» Your goal
Only the number is needed: count the lines below that hold the string "calls".

---- Dataset records

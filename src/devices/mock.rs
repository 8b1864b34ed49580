//! Mock actuator that records every call
//!
//! Used for dry runs (`driver = "mock"`) and by the test suite. Clones share
//! the same record, so a test can keep one handle and give the other to the
//! command loop.

use crate::core::actuator::ActuatorSink;
use crate::core::types::ActuatorSignal;
use log::debug;
use parking_lot::Mutex;
use std::sync::Arc;
use std::time::Duration;

/// One recorded sink call
#[derive(Debug, Clone, Copy, PartialEq)]
pub enum ActuatorCall {
    Steering(f64),
    Throttle(f64),
}

/// Recording actuator sink
#[derive(Debug, Clone, Default)]
pub struct MockActuator {
    calls: Arc<Mutex<Vec<ActuatorCall>>>,
    /// Artificial latency per call, to model a slow bus
    delay: Option<Duration>,
}

impl MockActuator {
    /// Create a mock with no latency
    pub fn new() -> Self {
        Self::default()
    }

    /// Sleep for `delay` inside every call
    pub fn with_delay(mut self, delay: Duration) -> Self {
        self.delay = Some(delay);
        self
    }

    /// All calls so far, in order
    pub fn calls(&self) -> Vec<ActuatorCall> {
        self.calls.lock().clone()
    }

    /// Signals applied so far, pairing each steering call with the next throttle call
    pub fn applied(&self) -> Vec<ActuatorSignal> {
        let calls = self.calls.lock();
        let mut signals = Vec::new();
        let mut steering = None;
        for call in calls.iter() {
            match *call {
                ActuatorCall::Steering(angle) => steering = Some(angle),
                ActuatorCall::Throttle(value) => {
                    if let Some(angle) = steering.take() {
                        signals.push(ActuatorSignal {
                            steering_angle_deg: angle,
                            throttle: value,
                        });
                    }
                }
            }
        }
        signals
    }

    /// Most recent steering angle and throttle value
    pub fn last(&self) -> (Option<f64>, Option<f64>) {
        let calls = self.calls.lock();
        let steering = calls.iter().rev().find_map(|c| match c {
            ActuatorCall::Steering(a) => Some(*a),
            _ => None,
        });
        let throttle = calls.iter().rev().find_map(|c| match c {
            ActuatorCall::Throttle(v) => Some(*v),
            _ => None,
        });
        (steering, throttle)
    }

    fn record(&self, call: ActuatorCall) {
        if let Some(delay) = self.delay {
            std::thread::sleep(delay);
        }
        debug!("Mock actuator: {:?}", call);
        self.calls.lock().push(call);
    }
}

impl ActuatorSink for MockActuator {
    fn set_steering(&mut self, angle_degrees: f64) {
        self.record(ActuatorCall::Steering(angle_degrees));
    }

    fn set_throttle(&mut self, value: f64) {
        self.record(ActuatorCall::Throttle(value));
    }

    fn name(&self) -> &'static str {
        "mock"
    }
}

--------

» Solution below
10